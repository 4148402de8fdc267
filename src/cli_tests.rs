use super::*;

fn parse(args: &[&str]) -> Result<Cli, clap::Error> {
    Cli::try_parse_from(args)
}

#[test]
fn check_requires_a_path() {
    assert!(parse(&["style-guard", "check"]).is_err());
    assert!(parse(&["style-guard", "check", "src"]).is_ok());
}

#[test]
fn check_collects_all_options() {
    let cli = parse(&[
        "style-guard",
        "check",
        "--verbose",
        "3",
        "--filter",
        "-build",
        "--filter",
        "+build/include",
        "--format",
        "emacs",
        "--ext",
        "cc",
        "--ext",
        "h",
        "--exclude",
        "third_party/**",
        "a.cc",
        "b.cc",
    ])
    .unwrap();
    let Commands::Check(args) = cli.command else {
        panic!("expected check subcommand");
    };
    assert_eq!(args.paths, vec![PathBuf::from("a.cc"), PathBuf::from("b.cc")]);
    assert_eq!(args.verbose, Some(3));
    assert_eq!(args.filter, vec!["-build", "+build/include"]);
    assert_eq!(args.format.as_deref(), Some("emacs"));
    assert_eq!(args.extensions, vec!["cc", "h"]);
    assert_eq!(args.exclude, vec!["third_party/**"]);
    assert!(!args.no_config);
}

#[test]
fn filter_values_may_lead_with_a_dash() {
    // Deny rules arrive as separate `--filter -cat` tokens, not only in
    // the `--filter=-cat` spelling.
    let cli = parse(&["style-guard", "check", "--filter", "-build", "a.cc"]).unwrap();
    let Commands::Check(args) = cli.command else {
        panic!("expected check subcommand");
    };
    assert_eq!(args.filter, vec!["-build"]);
}

#[test]
fn verbose_is_range_checked() {
    assert!(parse(&["style-guard", "check", "--verbose", "5", "a.cc"]).is_ok());
    assert!(parse(&["style-guard", "check", "--verbose", "6", "a.cc"]).is_err());
}

#[test]
fn format_rejects_unknown_names() {
    assert!(parse(&["style-guard", "check", "--format", "xml", "a.cc"]).is_err());
}

#[test]
fn config_flags_parse() {
    let cli = parse(&["style-guard", "check", "--config", "my.toml", "a.cc"]).unwrap();
    let Commands::Check(args) = cli.command else {
        panic!("expected check subcommand");
    };
    assert_eq!(args.config, Some(PathBuf::from("my.toml")));

    let cli = parse(&["style-guard", "check", "--no-config", "a.cc"]).unwrap();
    let Commands::Check(args) = cli.command else {
        panic!("expected check subcommand");
    };
    assert!(args.no_config);
}

#[test]
fn sort_includes_parses_its_flags() {
    let cli = parse(&[
        "style-guard",
        "sort-includes",
        "--show-diff",
        "--no-edit",
        "a.cc",
    ])
    .unwrap();
    let Commands::SortIncludes(args) = cli.command else {
        panic!("expected sort-includes subcommand");
    };
    assert_eq!(args.paths, vec![PathBuf::from("a.cc")]);
    assert!(args.show_diff);
    assert!(args.no_edit);
}

#[test]
fn sort_includes_requires_a_path() {
    assert!(parse(&["style-guard", "sort-includes"]).is_err());
}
————————
#### Directions for this task
Each line of the listing that contains the word "guard" must be copied.

#### Result of the task
    assert!(parse(&["style-guard", "check"]).is_err());
    assert!(parse(&["style-guard", "check", "src"]).is_ok());
        "style-guard",
    let cli = parse(&["style-guard", "check", "--filter", "-build", "a.cc"]).unwrap();
    assert!(parse(&["style-guard", "check", "--verbose", "5", "a.cc"]).is_ok());
    assert!(parse(&["style-guard", "check", "--verbose", "6", "a.cc"]).is_err());
    assert!(parse(&["style-guard", "check", "--format", "xml", "a.cc"]).is_err());
    let cli = parse(&["style-guard", "check", "--config", "my.toml", "a.cc"]).unwrap();
    let cli = parse(&["style-guard", "check", "--no-config", "a.cc"]).unwrap();
        "style-guard",
    assert!(parse(&["style-guard", "sort-includes"]).is_err());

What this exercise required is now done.